*ACTIVITY*
Repeat the data below exactly. Include each line.
Top of SUPPLIED RECORDS
// SPDX-FileCopyrightText: 2026 Gatepass Contributors
// SPDX-License-Identifier: MIT OR Apache-2.0

//! Bulk job payload.
//!
//! The runner has no request context, so everything it needs about the
//! creator is captured at submission time.

use gatepass_core::duration::DurationToken;
use serde::{Deserialize, Serialize};

/// Everything a bulk job needs to run detached from the submitting request.
#[derive(Debug, Clone, Serialize, Deserialize)]
pub struct BulkJobPayload {
    pub recipients: Vec<String>,
    /// Message template; placeholders are substituted per invite.
    pub message: String,
    pub expiry: DurationToken,
    /// One invite per recipient when true, a single shared link otherwise.
    pub single_use: bool,
    /// Grouping names selected by the creator, expanded against their policy.
    #[serde(default)]
    pub invite_groupings: Vec<String>,
    pub creator_sub: String,
    pub creator_username: String,
    #[serde(default)]
    pub creator_display_name: Option<String>,
    /// The creator's group memberships at submission time. Policy is
    /// re-resolved from these, not from a live session.
    #[serde(default)]
    pub creator_groups: Vec<String>,
}

impl BulkJobPayload {
    /// Display name used as `{{inviter_username}}` in outbound mail.
    pub fn inviter_name(&self) -> &str {
        match &self.creator_display_name {
            Some(name) if !name.is_empty() => name,
            _ if !self.creator_username.is_empty() => &self.creator_username,
            _ => "A user",
        }
    }
}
Bottom of SUPPLIED RECORDS
*SOLUTION TO THIS TASK*
// SPDX-FileCopyrightText: 2026 Gatepass Contributors
// SPDX-License-Identifier: MIT OR Apache-2.0

//! Bulk job payload.
//!
//! The runner has no request context, so everything it needs about the
//! creator is captured at submission time.

use gatepass_core::duration::DurationToken;
use serde::{Deserialize, Serialize};

/// Everything a bulk job needs to run detached from the submitting request.
#[derive(Debug, Clone, Serialize, Deserialize)]
pub struct BulkJobPayload {
    pub recipients: Vec<String>,
    /// Message template; placeholders are substituted per invite.
    pub message: String,
    pub expiry: DurationToken,
    /// One invite per recipient when true, a single shared link otherwise.
    pub single_use: bool,
    /// Grouping names selected by the creator, expanded against their policy.
    #[serde(default)]
    pub invite_groupings: Vec<String>,
    pub creator_sub: String,
    pub creator_username: String,
    #[serde(default)]
    pub creator_display_name: Option<String>,
    /// The creator's group memberships at submission time. Policy is
    /// re-resolved from these, not from a live session.
    #[serde(default)]
    pub creator_groups: Vec<String>,
}

impl BulkJobPayload {
    /// Display name used as `{{inviter_username}}` in outbound mail.
    pub fn inviter_name(&self) -> &str {
        match &self.creator_display_name {
            Some(name) if !name.is_empty() => name,
            _ if !self.creator_username.is_empty() => &self.creator_username,
            _ => "A user",
        }
    }
}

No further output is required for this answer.